Con la nuova legge di Stabilità 2016, peraltro, si introduce questo nuovo Fondo per l’acquisto di autobus dove le risorse verrebbero di fatto “centralizzate” dallo Stato, ma le Regioni già temono che l’operazione si riveli un disastro, perché cambierebbero di punto in bianco le regole del decreto dei riparto dei finanziamenti per gli anni 2015-2019 e si metterebbe a repentaglio la programmazione già effettuata. Ma che cos’è? Un nuovo modo per incasinarci ancora di più? Possibile che non ci sia mai un minimo di politica di accompagnamento in tutto quello che fate?
Poi ti accorgi che in giro per l’Italia si promuove la sharing economy, la mobilità condivisa, anche con interessanti progetti che, per carità, possono risultare utilissimi soprattutto in alcune realtà cittadine, ma quello che dovrebbe essere alla base di una seria politica pubblica dei trasporti e cioè l’efficentamento e il finanziamento del trasporto pubblico locale in senso stretto non si fa, non ci sono soldi neanche per valorizzare qualsiasi altra forma di mobilità innovativa, visto che non è stato neanche ricostituito il Fondo per la mobilità sostenibile introdotto a suo tempo da Prodi, e guai poi a ripristinare le agevolazioni fiscali per gli abbonamenti per il trasporto pubblico locale, tanto si sa, i pendolari non contano nulla per questo governo.

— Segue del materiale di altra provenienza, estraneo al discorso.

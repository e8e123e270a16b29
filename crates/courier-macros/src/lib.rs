//! Procedural macros for courier.
//!
//! This crate provides:
//!
//! - `#[derive(Params)]` - Generates the form-field encoding of a request type
//!
//! # Params Derive Macro
//!
//! Request types are serialized two ways: as a JSON body, or as a flat list of
//! `multipart/form-data` parts. The derive reads the same `#[serde(...)]`
//! attributes that drive the JSON encoding, so both bodies always agree on
//! field names, omission and composition:
//!
//! ```rust,ignore
//! use courier_core::{InputFile, Params};
//! use serde::Serialize;
//!
//! #[derive(Serialize, Params)]
//! pub struct SendPhoto {
//!     pub chat_id: ChatId,
//!     pub photo: InputFile,
//!     #[serde(skip_serializing_if = "Option::is_none")]
//!     pub caption: Option<String>,
//!     #[serde(flatten)]
//!     pub options: SendOptions,
//! }
//! ```

mod params;

use proc_macro::TokenStream;
use syn::{DeriveInput, parse_macro_input};

/// Derives `courier_core::Params` for a struct with named fields.
///
/// Field handling:
///
/// | Attribute | Effect on the generated form fields |
/// |-----------|-------------------------------------|
/// | `#[serde(rename = "x")]` | Field is written as `x` instead of its identifier |
/// | `#[serde(skip_serializing_if = "path")]` | Field is omitted when `path(&value)` is true |
/// | `#[serde(flatten)]` | The field's own `Params` fields are merged in place |
/// | `#[serde(skip)]` / `#[serde(skip_serializing)]` | Field is never written |
/// | `#[serde(rename_all = "rule")]` on the struct | Rule applies to every field without `rename` |
///
/// Every other field is written through its `FormValue` implementation.
/// `serialize_with`, `with` and shape-changing container attributes
/// (`transparent`, `into`, `tag`, `remote`) are rejected at compile time.
///
/// Container attribute `#[params(crate = "path")]` changes the path used to
/// reach `courier_core` (default `::courier_core`).
#[proc_macro_derive(Params, attributes(params))]
pub fn derive_params(input: TokenStream) -> TokenStream {
    let input = parse_macro_input!(input as DeriveInput);

    match params::derive_params(&input) {
        Ok(tokens) => tokens.into(),
        Err(err) => err.to_compile_error().into(),
    }
}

Così è e si continua ad andare avanti con queste politiche sui trasporti concepite al ribasso, con il rischio concreto di svendere o cancellare servizi essenziali per le persone. Per neutralizzare le disparità sociali e offrire una mobilità decente anche a quei cittadini non abbienti, ma paganti, perché pagano le tasse, che non sempre possono permettersi di sostenere i costi della mobilità privata per andare a scuola, a lavoro, in ospedale e godere di un sistema di trasporto pubblico concretamente accessibile che gli consenta di gestire in modo dignitoso gli aspetti essenziali della propria vita.